__How to complete this task__.
Reproduce the top of the data verbatim, through and including the line that contains "use std::sync::Arc;".

Saved entries:
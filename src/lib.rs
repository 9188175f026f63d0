//! Folio is the credential and session API behind a personal portfolio.

#![forbid(unsafe_code)]

pub mod account;
pub mod config;
pub mod crypto;
pub mod error;
pub mod router;
pub mod token;

use std::sync::Arc;
use std::time::Duration;

use axum::Router;
use axum::body::Bytes;
use axum::http::{Method, header};
use axum::routing::{get, post};
use tower::ServiceBuilder;
use tower_http::LatencyUnit;
use tower_http::cors::{Any, CorsLayer};
use tower_http::sensitive_headers::SetSensitiveHeadersLayer;
use tower_http::timeout::TimeoutLayer;
use tower_http::trace::{
    DefaultMakeSpan, DefaultOnRequest, DefaultOnResponse, TraceLayer,
};

/// MUST NEVER be used in production.
#[cfg(test)]
pub async fn make_request(
    app: Router,
    method: Method,
    path: &str,
    body: String,
) -> axum::http::Response<axum::body::Body> {
    use axum::extract::Request;
    use tower::util::ServiceExt;

    app.oneshot(
        Request::builder()
            .method(method)
            .uri(path)
            .header(header::CONTENT_TYPE, "application/json")
            .body(axum::body::Body::from(body))
            .unwrap(),
    )
    .await
    .unwrap()
}

/// Same as [`make_request`], with a `Cookie` header attached.
#[cfg(test)]
pub async fn make_request_with_cookie(
    app: Router,
    method: Method,
    path: &str,
    cookie: &str,
    body: String,
) -> axum::http::Response<axum::body::Body> {
    use axum::extract::Request;
    use tower::util::ServiceExt;

    app.oneshot(
        Request::builder()
            .method(method)
            .uri(path)
            .header(header::CONTENT_TYPE, "application/json")
            .header(header::COOKIE, cookie)
            .body(axum::body::Body::from(body))
            .unwrap(),
    )
    .await
    .unwrap()
}

/// State sharing between routes.
#[derive(Clone)]
pub struct AppState {
    pub config: Arc<config::Configuration>,
    pub store: Arc<dyn account::CredentialStore>,
    pub hasher: Arc<crypto::PasswordManager>,
    pub token: token::TokenManager,
}

/// Create router.
pub fn app(state: AppState) -> Router {
    let middleware = ServiceBuilder::new()
        // Add high level tracing/logging to all requests.
        .layer(
            TraceLayer::new_for_http()
                .on_body_chunk(|chunk: &Bytes, latency: Duration, _span: &tracing::Span| {
                    tracing::trace!(size_bytes = chunk.len(), latency = ?latency, "sending body chunk")
                })
                .make_span_with(DefaultMakeSpan::new().include_headers(true).level(tracing::Level::INFO))
                .on_request(DefaultOnRequest::new())
                .on_response(DefaultOnResponse::new().include_headers(true).latency_unit(LatencyUnit::Micros)),
        )
        // Set a timeout.
        .layer(TimeoutLayer::new(Duration::from_secs(10)))
        // Remove sensitive headers from trace.
        .layer(SetSensitiveHeadersLayer::new([
            header::AUTHORIZATION,
            header::COOKIE,
        ]))
        // Add CORS preflight support.
        .layer(
            CorsLayer::new()
                .allow_origin(Any)
                .allow_methods([Method::GET, Method::POST, Method::OPTIONS])
                .allow_headers(Any)
                .vary([header::AUTHORIZATION]),
        );

    Router::new()
        // `GET /health` goes to the liveness probe.
        .route("/health", get(router::health::handler))
        // `POST /register` creates an account.
        .route("/register", post(router::register::handler))
        // `POST /login` opens a session.
        .route("/login", post(router::login::handler))
        // `POST /refresh` renews an access token from the cookie.
        .route("/refresh", post(router::refresh::handler))
        // `GET /users/:ID` returns the public projection.
        .route("/users/{user_id}", get(router::users::handler))
        .fallback(router::unknown_route)
        .with_state(state)
        .layer(middleware)
}

/// Initialize the application state.
pub async fn initialize_state() -> Result<AppState, Box<dyn std::error::Error>>
{
    // read configuration file. let it in memory.
    let config = config::Configuration::default().read()?;

    let store: Arc<dyn account::CredentialStore> = match config.postgres {
        Some(ref cfg) => {
            let store = account::PgCredentialStore::connect(
                &cfg.address,
                &cfg.username
                    .clone()
                    .unwrap_or(account::DEFAULT_CREDENTIALS.into()),
                &cfg.password
                    .clone()
                    .unwrap_or(account::DEFAULT_CREDENTIALS.into()),
                &cfg.database
                    .clone()
                    .unwrap_or(account::DEFAULT_DATABASE_NAME.into()),
                cfg.pool_size.unwrap_or(account::DEFAULT_POOL_SIZE),
            )
            .await?;

            // execute migrations scripts on start.
            sqlx::migrate!().run(&store.pool).await?;

            Arc::new(store)
        },
        None => {
            tracing::warn!(
                "missing `postgres` entry on `config.yaml` file, accounts only live in memory"
            );
            Arc::new(account::MemoryCredentialStore::new())
        },
    };

    let hasher =
        Arc::new(crypto::PasswordManager::new(config.argon2.clone())?);

    // handle jwt. an empty or missing secret refuses to start.
    let secret = std::env::var("JWT_SECRET").unwrap_or_default();
    let token =
        token::TokenManager::new(&config.url, &secret, config.token.clone())?;

    Ok(AppState {
        config,
        store,
        hasher,
        token,
    })
}

#[cfg(test)]
mod tests {
    use axum::http::{Method, StatusCode};
    use http_body_util::BodyExt;

    use super::*;

    #[tokio::test]
    async fn test_unknown_route_keeps_error_envelope() {
        let state = router::state();
        let app = app(state);

        let response = make_request(
            app,
            Method::GET,
            "/definitely-not-a-route",
            String::default(),
        )
        .await;

        assert_eq!(response.status(), StatusCode::NOT_FOUND);

        let body = response.into_body().collect().await.unwrap().to_bytes();
        let body: serde_json::Value = serde_json::from_slice(&body).unwrap();
        assert_eq!(body["title"], "Route not found.");
        assert_eq!(body["status"], 404);
    }
}
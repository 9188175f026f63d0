//! In-memory credential store.
//!
//! Backs the test suite and development runs without a configured
//! database. The map lock is never held across an await point.

use std::collections::HashMap;
use std::sync::RwLock;

use async_trait::async_trait;
use uuid::Uuid;

use super::{Account, CredentialStore};
use crate::error::{Result, ServerError};

#[derive(Default)]
pub struct MemoryCredentialStore {
    accounts: RwLock<HashMap<Uuid, Account>>,
}

impl MemoryCredentialStore {
    pub fn new() -> Self {
        Self::default()
    }
}

fn poisoned<T>(_: T) -> ServerError {
    ServerError::Internal {
        details: "account store lock poisoned".into(),
        source: None,
    }
}

#[async_trait]
impl CredentialStore for MemoryCredentialStore {
    async fn find_by_id(&self, id: &Uuid) -> Result<Option<Account>> {
        let accounts = self.accounts.read().map_err(poisoned)?;

        Ok(accounts.get(id).cloned())
    }

    async fn find_by_email(&self, email: &str) -> Result<Option<Account>> {
        let accounts = self.accounts.read().map_err(poisoned)?;

        Ok(accounts
            .values()
            .find(|account| account.email.eq_ignore_ascii_case(email))
            .cloned())
    }

    async fn create(&self, account: &Account) -> Result<()> {
        let mut accounts = self.accounts.write().map_err(poisoned)?;

        if accounts
            .values()
            .any(|existing| existing.email.eq_ignore_ascii_case(&account.email))
        {
            return Err(ServerError::Conflict);
        }

        accounts.insert(account.id, account.clone());
        Ok(())
    }

    async fn update_refresh_token(
        &self,
        id: &Uuid,
        refresh_token: &str,
    ) -> Result<()> {
        let mut accounts = self.accounts.write().map_err(poisoned)?;

        match accounts.get_mut(id) {
            Some(account) => {
                account.refresh_token = Some(refresh_token.to_owned());
                Ok(())
            },
            None => Err(ServerError::NotFound),
        }
    }
}
//! Liveness probe.

use axum::http::StatusCode;

/// Report the server as alive. Body stays empty on purpose.
pub async fn handler() -> StatusCode {
    StatusCode::OK
}
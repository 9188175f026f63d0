use axum::{Json, extract::State, http::StatusCode};
use chrono::Utc;
use serde::{Deserialize, Serialize};
use uuid::Uuid;
use validator::Validate;
use zeroize::{Zeroize, ZeroizeOnDrop};

use crate::AppState;
use crate::account::Account;
use crate::error::{Result, ServerError};
use crate::router::ValidWithState;

#[derive(Debug, Deserialize, Validate, Zeroize, ZeroizeOnDrop)]
#[validate(context = AppState)]
#[serde(rename_all = "camelCase", deny_unknown_fields)]
pub struct Body {
    #[validate(length(min = 1, message = "First name must not be empty."))]
    first_name: String,
    #[validate(length(min = 1, message = "Last name must not be empty."))]
    last_name: String,
    #[validate(custom(
        function = "crate::router::validate_email",
        message = "Email must be formatted."
    ))]
    email: String,
    #[validate(custom(
        function = "crate::router::validate_password",
        message = "Password is too short.",
        use_context
    ))]
    password: String,
}

#[derive(Debug, PartialEq, Serialize, Deserialize)]
#[serde(rename_all = "camelCase")]
pub struct Response {
    pub first_name: String,
    pub last_name: String,
    pub email: String,
}

/// Handler to register an account.
///
/// Registration never opens a session; the client logs in afterwards.
pub async fn handler(
    State(state): State<AppState>,
    ValidWithState(body): ValidWithState<Body>,
) -> Result<(StatusCode, Json<Response>)> {
    let email = body.email.to_lowercase();

    if state.store.find_by_email(&email).await?.is_some() {
        return Err(ServerError::Conflict);
    }

    let salt = state.hasher.generate_salt();
    let password_hash = state.hasher.derive(&salt, &body.password)?;

    let account = Account {
        id: Uuid::new_v4(),
        email,
        first_name: body.first_name.clone(),
        last_name: body.last_name.clone(),
        password_hash,
        password_salt: salt,
        refresh_token: None,
        created_at: Utc::now(),
    };
    state.store.create(&account).await?;

    tracing::info!(account_id = %account.id, "account registered");

    Ok((
        StatusCode::CREATED,
        Json(Response {
            first_name: account.first_name,
            last_name: account.last_name,
            email: account.email,
        }),
    ))
}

__Task answer__.
filename src/lib.rs
repository 9188175f026f63d0
//! Folio is the credential and session API behind a personal portfolio.

#![forbid(unsafe_code)]

pub mod account;
pub mod config;
pub mod crypto;
pub mod error;
pub mod router;
pub mod token;

use std::sync::Arc;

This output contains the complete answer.